Say I have 2 continuous variables measuring the same thing (e.g., at-home blood pressure monitor and in-office blood pressure cuff with in-office measurements being the gold standard). At a cut-off of BP > 130, we would consider a person hypertensive. However, because in-office measurements are more troublesome to do, we want to see how often at-home blood pressure monitors misclassify hypertension.

So, my outcome is if both measurements agree at the threshold of 130 (if one is <130 and the other is >130, then the outcome = 1 (disagree) and if both are > 130 or both are < 130, then the outcome = 0(agree)). I'm interested in seeing if there are certain values of at-home blood pressure measurements where the odds of disagreement are higher. Would it be appropriate to run a logistic regression where outcome is predicted by at-home blood pressure measurement? (i.e., logit(outcome) = at-home blood pressure measurement)

I'm a bit unsure since it seems like we'd be using a variable that is part of the outcome as a predictor.

  • $\begingroup$ There must be a better way! Using cutoffs, assuming you do have the continuous measurements, is loosing information: stats.stackexchange.com/questions/390705/… $\endgroup$ – kjetil b halvorsen Apr 1 at 0:57
  • $\begingroup$ The reason for binning here is because a blood pressure >= 130 has real world implications as to the type of health care someone would be receiving being considered hypertensive vs not hypertensive. $\endgroup$ – StatisticalPig Apr 1 at 7:21
  • $\begingroup$ Search this site for Frank Harrellel' s posts about binning predictors ... even if binning is used on the decision stage (about treatment), doesn't mean it belongs in the modeling $\endgroup$ – kjetil b halvorsen Apr 3 at 18:00

What you need to do is to evaluate the calibration of at-home versus in-office blood pressure (BP) monitoring. Forget the cutoff.
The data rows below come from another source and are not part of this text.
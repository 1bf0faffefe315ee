//! Server configuration
//!
//! All options can be given as CLI flags or environment variables.
//! Listen port, credential, organization, and the CI base URL are
//! required; everything else has defaults tuned for the public hosting
//! API and a small organization.

use std::path::PathBuf;
use std::time::Duration;

use clap::Parser;

/// CI status dashboard for an organization's repositories
#[derive(Debug, Clone, Parser)]
#[command(name = "beacon-server")]
#[command(about = "Serves a CI status dashboard for an organization's repositories")]
pub struct Config {
    /// Port the HTTP server listens on
    #[arg(short = 'p', long, env = "LISTEN_PORT")]
    pub listen: u16,

    /// Bearer credential for the source-control hosting API
    #[arg(long, env = "SOURCE_TOKEN", hide_env_values = true)]
    pub token: String,

    /// Organization whose repositories are tracked
    #[arg(long, env = "ORGANIZATION")]
    pub org: String,

    /// Base URL of the CI service
    #[arg(long, env = "CI_URL")]
    pub ci_url: String,

    /// Base URL of the source-control hosting API
    #[arg(long, env = "SOURCE_API_URL", default_value = "https://api.github.com")]
    pub source_api_url: String,

    /// Repository name prefix for provider matching
    #[arg(long, env = "REPO_PREFIX", default_value = "terraform-")]
    pub prefix: String,

    /// Provider keys used to bucket repositories, in display order
    #[arg(
        long,
        env = "PROVIDERS",
        value_delimiter = ',',
        default_value = "aws,azurerm,gcp"
    )]
    pub providers: Vec<String>,

    /// Branches probed for build status, in display order
    #[arg(
        long,
        env = "BRANCHES",
        value_delimiter = ',',
        default_value = "master,support/0.2.x,support/0.1.x"
    )]
    pub branches: Vec<String>,

    /// Seconds between repository listing refreshes
    #[arg(long, env = "ORG_REFRESH_SECS", default_value_t = 3600)]
    pub org_refresh_secs: u64,

    /// Seconds between build status refreshes
    #[arg(long, env = "STATUS_REFRESH_SECS", default_value_t = 180)]
    pub status_refresh_secs: u64,

    /// Seconds the server waits for in-flight requests on shutdown
    #[arg(long, env = "SHUTDOWN_TIMEOUT_SECS", default_value_t = 15)]
    pub shutdown_timeout_secs: u64,

    /// Directory served under /static
    #[arg(long, env = "STATIC_DIR", default_value = "static")]
    pub static_dir: PathBuf,

    /// Be verbose (-v debug, -vv trace)
    #[arg(short, long, action = clap::ArgAction::Count)]
    pub verbose: u8,
}

impl Config {
    /// Interval between repository listing refreshes
    pub fn org_refresh_interval(&self) -> Duration {
        Duration::from_secs(self.org_refresh_secs)
    }

    /// Interval between build status refreshes
    pub fn status_refresh_interval(&self) -> Duration {
        Duration::from_secs(self.status_refresh_secs)
    }

    /// Grace period for in-flight requests during shutdown
    pub fn shutdown_timeout(&self) -> Duration {
        Duration::from_secs(self.shutdown_timeout_secs)
    }

    /// Default tracing filter for the configured verbosity
    pub fn log_filter(&self) -> &'static str {
        match self.verbose {
            0 => "beacon_server=info,tower_http=info",
            1 => "beacon_server=debug,beacon_client=debug,tower_http=debug",
            _ => "beacon_server=trace,beacon_client=trace,tower_http=trace",
        }
    }
}

#[cfg(test)]
mod tests {
    use super::*;

    const REQUIRED: [&str; 9] = [
        "beacon-server",
        "--listen",
        "8080",
        "--token",
        "tok",
        "--org",
        "dcos-terraform",
        "--ci-url",
        "https://ci.example.com",
    ];

    #[test]
    fn test_defaults() {
        let config = Config::try_parse_from(REQUIRED).unwrap();
        assert_eq!(config.listen, 8080);
        assert_eq!(config.prefix, "terraform-");
        assert_eq!(config.providers, vec!["aws", "azurerm", "gcp"]);
        assert_eq!(
            config.branches,
            vec!["master", "support/0.2.x", "support/0.1.x"]
        );
        assert_eq!(config.org_refresh_interval(), Duration::from_secs(3600));
        assert_eq!(config.status_refresh_interval(), Duration::from_secs(180));
        assert_eq!(config.shutdown_timeout(), Duration::from_secs(15));
        assert_eq!(config.static_dir, PathBuf::from("static"));
    }

    #[test]
    fn test_listen_port_is_required() {
        let result = Config::try_parse_from([
            "beacon-server",
            "--token",
            "tok",
            "--org",
            "dcos-terraform",
            "--ci-url",
            "https://ci.example.com",
        ]);
        assert!(result.is_err());
    }

    #[test]
    fn test_branch_list_is_comma_separated() {
        let mut args: Vec<&str> = REQUIRED.to_vec();
        args.extend(["--branches", "main,release/1.x"]);

        let config = Config::try_parse_from(args).unwrap();
        assert_eq!(config.branches, vec!["main", "release/1.x"]);
    }

    #[test]
    fn test_verbosity_raises_log_filter() {
        let config = Config::try_parse_from(REQUIRED).unwrap();
        assert!(config.log_filter().contains("info"));

        let mut args: Vec<&str> = REQUIRED.to_vec();
        args.push("-vv");
        let config = Config::try_parse_from(args).unwrap();
        assert!(config.log_filter().contains("trace"));
    }
}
A systolic BP value > 130 mmHg has been used as a cutoff for defining "hypertension," because that's the lowest value at which the risk of cardiovascular events has historically been distinguished statistically from the risk when systolic BP is at a reference level below 100. But the risk rises continuously with BP.

You can see that in the recent study by Ji et al, Sex Differences in Blood Pressure Associations With Cardiovascular Outcomes, Circulation 2021;143:761–763. The authors display hazard ratios (HR) for 4 different cardiovascular events broken down both by sex and by 10-mmHg systolic BP bins from 100 through 159, with a final bin for $\ge$ 160 mmHg. Point estimates of hazard ratios and event incidence per person-year rise continuously with systolic BP.

Their results for "Cardiovascular disease" in men show that the hazard is statistically distinguishable from that of the baseline starting with the group between 130-139 mmHg. If you wish to use 130 mmHg as a cutoff for "hypertension" based on that, consider the following. For women, you can see a "statistically significant" difference from baseline for "Cardiovascular disease" even in the 100-109 mmHg group! So your cutoff should be 100 mmHg. For men, a cutoff chosen that way for Myocardial Infarction or Stroke would be at 150 mmHg instead.

Furthermore, systolic BP is only one of many criteria used to evaluate the risk of cardiovascular events. The American College of Cardiology has a Risk Estimator that includes age, sex, race, both systolic and diastolic BP, cholesterol (all of total, HDL, and LDL), histories of diabetes and smoking, and whether an individual is on therapy with aspirin, a statin, or an anti-hypertensive. A clinician basing therapy choices and patient counseling solely on systolic BP isn't serving his patients well.

So focus on the BP calibration curve itself, plotting for example values for home measurements against those for office measurements for individuals. You might also need to take into account things like time of day or even day of the week.* What you should care about are things like the mean-squared error between the types of determinations, and whether there are any systematic changes in error as a function of BP or other conditions of measurement.

What might be best would be to have patients bring their home devices with them to the clinic and do direct paired comparisons under identical conditions. Then do a Tukey mean-difference/Bland-Altman plot, which doesn't require either method to be a "gold standard," to evaluate overall agreement and any systematic differences as a function of BP.

*With my home monitor, I find the highest BP on afternoons when I am working.